The Elon University women’s soccer team took the field tonight with a different purpose. Tonight was their final spring practice match, a game against Belmont Abbey. Tonight’s game was in honor of former Elon player Nicole Dennion '16, who passed away in November at the age of 22 after a battle with Ewing’s Sarcoma, a rare form of bone cancer. 

In her time at Elon, Dennion earned Southern Conference Player of the Year honors in 2013 after scoring 15 goals that season and helping the Phoenix earn a runner-up finish in the SoCon Tournament. She was also the recipient of the Stein H. Basnight Outstanding Athlete Award, Elon’s highest athletics honor.

“She was the best player that I’ve ever stepped on the field with and the best player to ever put on an Elon jersey,” said Kate Murphy '15, former Elon soccer player and teammate of Dennion's. “She played with so much passion and so much pride and just had this way of inspiring everyone around her to work as hard as they possibly could. She made everyone around her better and want to work harder.”

Murphy said that when Dennion was diagnosed with cancer it was heartbreaking news, but the team knew that she was strong and would fight to the very end.

“You know ... it was obviously really tough for our team but it also really brought us together and brought us a lot closer and someone to rally around,” Murphy said. "I think it really gave and appreciation for the opportunity we had to play at this school and for this amazing program and for this team. We all really came out harder every single time that we stepped on that field to kind of honor her and the type of player that she was.”

For head coach Chris Neal, watching Dennion battle cancer was difficult, but it taught him something about life.
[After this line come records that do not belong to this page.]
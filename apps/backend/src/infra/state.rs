use crate::error::AppError;
use crate::infra::db::{bootstrap_db, connect_db};
use crate::state::app_state::AppState;
use crate::state::security_config::SecurityConfig;

/// Builder for AppState (used in both tests and main)
pub struct StateBuilder {
    security_config: SecurityConfig,
    db_url: Option<String>,
    run_migrations: bool,
}

impl StateBuilder {
    pub fn new() -> Self {
        Self {
            security_config: SecurityConfig::default(),
            db_url: None,
            run_migrations: false,
        }
    }

    pub fn with_db(mut self, url: impl Into<String>) -> Self {
        self.db_url = Some(url.into());
        self
    }

    /// Apply pending migrations right after connecting.
    pub fn with_migrations(mut self) -> Self {
        self.run_migrations = true;
        self
    }

    pub fn with_security(mut self, security_config: SecurityConfig) -> Self {
        self.security_config = security_config;
        self
    }

    pub async fn build(self) -> Result<AppState, AppError> {
        match self.db_url {
            Some(url) => {
                let conn = if self.run_migrations {
                    bootstrap_db(&url).await?
                } else {
                    connect_db(&url).await?
                };
                Ok(AppState::new(conn, self.security_config))
            }
            None => Ok(AppState::new_without_db(self.security_config)),
        }
    }
}

impl Default for StateBuilder {
    fn default() -> Self {
        Self::new()
    }
}

pub fn build_state() -> StateBuilder {
    StateBuilder::new()
}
“I think that for anyone that was close to Nicole it was tough. It doesn’t matter if you’re the head coach or one of her friends,” he said. “But It was new to all of us and was difficult. We all learned a great deal about life and about relationships and who’s important to you and what’s important in life through that process.”

The Phoenix teamed up with the Vs. Cancer Foundation for Thursday night’s game. The organization is a nonprofit fundraising campaign for the Pediatric Brain Tumor Foundation. Though Dennion didn’t have brain cancer, Neal said that it was a good way to honor Dennion and serve a good cause at the same time.

Prior to tonight’s matchup, the team had raised just under $7,000 for the fight against pediatric brain cancer. Murphy says that having events like this are not only special for the players, but also for the community and the school as a whole.

“It’s really cool to be part of a program that you feel so connected to and want to come back and support this team and support the girls that I didn’t even necessarily play with,” she said. “But to know that we are part of something so special and [Dennion] and her legacy really connected this team and I think it will forever.”